Harris Theater for Music and Dance
Chicago, IL
November 16–17, 2012
Performance reviewed: Nov. 16


River North Dance Chicago is an expert shape-shifter thanks to Frank Chaves, now celebrating his 20th year as artistic director of the 23-year-old troupe. Straight-up tango, lyrical contemporary, much-less-lyrical contemporary, humorous acrobatics, and a brilliantly refreshing palate cleanser: all appeared on the fall program, “Momentum.” And that list doesn’t really cover the two premieres, one by talented 26-year-old New York-based Adam Barruch, the other by Nejla Yatkin, who recently relocated to Chicago.

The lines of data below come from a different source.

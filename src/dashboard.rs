//! The dashboard boundary: one call computes every view for the current
//! filter and packs the results into a serializable snapshot.

use serde::Serialize;

use crate::dataset::Dataset;
use crate::error::ViewError;
use crate::filter::FilterSpec;
use crate::model::{
    CategoryRanking, MonthlyOrderCount, OrderRecord, OrderTotals, ScoreBucket, StateCount,
    StateTopCategory,
};
use crate::views::{categories, geography, orders, reviews};

/// How many categories each end of the top/bottom ranking shows.
pub const DEFAULT_CATEGORY_DEPTH: usize = 5;

/// How many rows the dataset glimpse shows.
pub const PREVIEW_LIMIT: usize = 5;

/// One view that failed to compute, by name, with its rendered error.
#[derive(Debug, Clone, PartialEq, Eq, Serialize)]
pub struct ViewFailure {
    pub view: String,
    pub message: String,
}

/// Everything the dashboard renders for one filter state.
///
/// Each view slot is `None` when that view failed; the failure is recorded
/// in `failures` instead of aborting the rest. The snapshot serializes to
/// JSON for the presentation layer as-is.
#[derive(Debug, Clone, Serialize)]
pub struct Snapshot {
    /// The filter the views were computed under, echoed for the renderer.
    pub filter: FilterSpec,
    pub preview: Option<Vec<OrderRecord>>,
    pub totals: Option<OrderTotals>,
    pub monthly_orders: Option<Vec<MonthlyOrderCount>>,
    pub categories: Option<CategoryRanking>,
    pub state_top_categories: Option<Vec<StateTopCategory>>,
    pub review_histogram: Option<Vec<ScoreBucket>>,
    pub shipping_review_correlation: Option<f64>,
    pub customer_distribution: Option<Vec<StateCount>>,
    pub seller_distribution: Option<Vec<StateCount>>,
    pub customer_total: Option<u64>,
    pub seller_total: Option<u64>,
    pub failures: Vec<ViewFailure>,
}

impl Snapshot {
    /// Compute every view against the dataset under `filter`.
    ///
    /// Never fails as a whole: a failing view leaves its slot empty and adds
    /// an entry to `failures`, so one broken widget cannot blank the page.
    /// The geography views and their totals ignore the filter by design.
    #[must_use]
    pub fn compute(dataset: &Dataset, filter: &FilterSpec) -> Self {
        let mut snapshot = Self {
            filter: filter.clone(),
            preview: None,
            totals: None,
            monthly_orders: None,
            categories: None,
            state_top_categories: None,
            review_histogram: None,
            shipping_review_correlation: None,
            customer_distribution: None,
            seller_distribution: None,
            customer_total: None,
            seller_total: None,
            failures: Vec::new(),
        };

        record(
            &mut snapshot.preview,
            &mut snapshot.failures,
            "preview",
            dataset.preview(filter, PREVIEW_LIMIT),
        );
        record(
            &mut snapshot.totals,
            &mut snapshot.failures,
            "order_totals",
            orders::order_totals(dataset, filter),
        );
        record(
            &mut snapshot.monthly_orders,
            &mut snapshot.failures,
            "monthly_orders",
            orders::monthly_orders(dataset, filter),
        );
        record(
            &mut snapshot.categories,
            &mut snapshot.failures,
            "category_sales",
            categories::category_sales(dataset, filter, DEFAULT_CATEGORY_DEPTH),
        );
        record(
            &mut snapshot.state_top_categories,
            &mut snapshot.failures,
            "top_category_by_state",
            categories::top_category_by_state(dataset, filter),
        );
        record(
            &mut snapshot.review_histogram,
            &mut snapshot.failures,
            "review_score_histogram",
            reviews::review_score_histogram(dataset, filter),
        );
        record(
            &mut snapshot.shipping_review_correlation,
            &mut snapshot.failures,
            "shipping_review_correlation",
            reviews::shipping_review_correlation(dataset, filter),
        );
        record(
            &mut snapshot.customer_distribution,
            &mut snapshot.failures,
            "customer_distribution",
            geography::customer_distribution(dataset),
        );
        record(
            &mut snapshot.seller_distribution,
            &mut snapshot.failures,
            "seller_distribution",
            geography::seller_distribution(dataset),
        );
        record(
            &mut snapshot.customer_total,
            &mut snapshot.failures,
            "customer_total",
            geography::customer_total(dataset),
        );
        record(
            &mut snapshot.seller_total,
            &mut snapshot.failures,
            "seller_total",
            geography::seller_total(dataset),
        );

        snapshot
    }
}

fn record<T>(
    slot: &mut Option<T>,
    failures: &mut Vec<ViewFailure>,
    view: &str,
    result: Result<T, ViewError>,
) {
    match result {
        Ok(value) => *slot = Some(value),
        Err(err) => failures.push(ViewFailure {
            view: view.to_string(),
            message: err.to_string(),
        }),
    }
}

What creates the continuity, the company’s identity? Technical polish combined with total physical and emotional commitment to each piece, no matter its challenges. RNDC defines itself as a contemporary jazz troupe, but it’s traveled far beyond those bounds in terms of movement—while keeping the jazz impulse to “sell” the choreography.

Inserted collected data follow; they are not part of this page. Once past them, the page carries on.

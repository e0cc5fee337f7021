//! Order-volume views: monthly counts and the headline totals.

use crate::dataset::Dataset;
use crate::error::ViewError;
use crate::filter::FilterSpec;
use crate::model::{MonthlyOrderCount, OrderTotals};
use crate::views::{collect_rows, non_negative};

/// Distinct orders per calendar month over the working set, oldest month
/// first.
///
/// One order spans one row per line item, so the count is over distinct
/// `order_id`, never raw rows. Months with no matching orders do not appear.
pub fn monthly_orders(
    dataset: &Dataset,
    filter: &FilterSpec,
) -> Result<Vec<MonthlyOrderCount>, ViewError> {
    let sql = format!(
        "WITH \"_working\" AS (SELECT * FROM orders WHERE {predicate})
         SELECT strftime(order_purchase_timestamp, '%Y-%m') AS month,
                count(DISTINCT order_id) AS orders
         FROM \"_working\"
         GROUP BY month
         ORDER BY month",
        predicate = filter.predicate(),
    );
    collect_rows(dataset.connection(), "monthly orders", &sql, |row| {
        Ok(MonthlyOrderCount {
            month: row.get(0)?,
            orders: non_negative(row.get(1)?),
        })
    })
}

/// Distinct-order count and summed line-item revenue (rounded to cents) over
/// the working set. An empty working set yields zero totals, not an error.
pub fn order_totals(dataset: &Dataset, filter: &FilterSpec) -> Result<OrderTotals, ViewError> {
    let sql = format!(
        "WITH \"_working\" AS (SELECT * FROM orders WHERE {predicate})
         SELECT count(DISTINCT order_id) AS orders,
                coalesce(round(sum(price), 2), 0.0) AS revenue
         FROM \"_working\"",
        predicate = filter.predicate(),
    );
    dataset
        .connection()
        .query_row(&sql, [], |row| {
            Ok(OrderTotals {
                orders: non_negative(row.get(0)?),
                revenue: row.get(1)?,
            })
        })
        .map_err(|e| ViewError::sql("order totals", &sql, &e))
}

In Barruch’s I Close My Eyes Until the End, the costumes may be soft—close to T-shirts and sweat pants—but this piece for 11 is taut, even suspenseful. A former child actor, Barruch shows a strong theatrical sense in this abstract dance, divided in half by two Olafur Arnalds piano/strings/electronica compositions, the first expressing anxious anticipation, the second, urgency. I Close My Eyes opens quietly, with a single woman just standing, then swiftly drawing her hands up her torso and overhead, throwing her head back. That sense of abandon repeats—and intensifies in the second half, in which lashing, hip-hop–inflected throw-downs punctuate running turns.

 


Adam Barruch's I Close My Eyes Until the End. Photo Courtesy RNDC.

 

Yatkin’s premiere, a solo called Renatus (“Rebirth”), slowed the evening’s action to a crawl—in a good way. It began with a gloomy stage and a golden light picking out the triangle of Jessica Wolfrum’s bare back, the dorsal muscles almost imperceptibly working. Then one arm speared the space as her back canted away. Emerging from her gown as from a cocoon, Wolfrum slowly revealed its impressive train, finally whipping it around herself or trailing it like a ballooning red cloud. Sounds from nature—wind, waves, insects—open and close the work, contrasting with the recording at its heart: Puccini’s soaring aria “Vissi d’Arte” from Tosca. The female soloist seems like an embodiment of womanhood, rooted in nature yet capable of the heights of human feeling, of civilization.

 

 

Jessica Wolfrum in Nejla Yatkin's Renatus. Photo by Cheryl Mann, Courtesy RNDC.

 

Chaves revealed his tender side in the new septet The Good Goodbyes. Josephine Lee played her own stirring piano composition live, in a downstage corner so brightly lit, unfortunately, that her playing distracted from the gentle, organic choreography. Chaves revealed his ferocious side in a revival of Forbidden Boundaries (2009), which, according to a program note, is about self-imposed limitations. But the movement seems more about exterior limits, as some dancers twist others’ long, gauzy sleeves into torturous tourniquets and confining ropes. 

Rounding out the program were Robert Battle’s acrobatic comedy sketch, Three; excerpts from Sabrina and Ruben Veliz’s tango suite, Al Sur Del Sur (“South of the South”); and Ashley Roland’s solo Beat—a structured improvisation that Ahmad Simmons killed. Other standout dancers included 10-year RNDC veteran Melanie Manale-Hortin and five-year RNDC stalwart Michael Gross. But no one embodies the Chaves heart-on-sleeve aesthetic quite like the precise, expressive Wolfrum, who’s been with River North for 11 years. Practice does make perfect.

 

Pictured at top: Frank Chaves's The Good Goodbyes.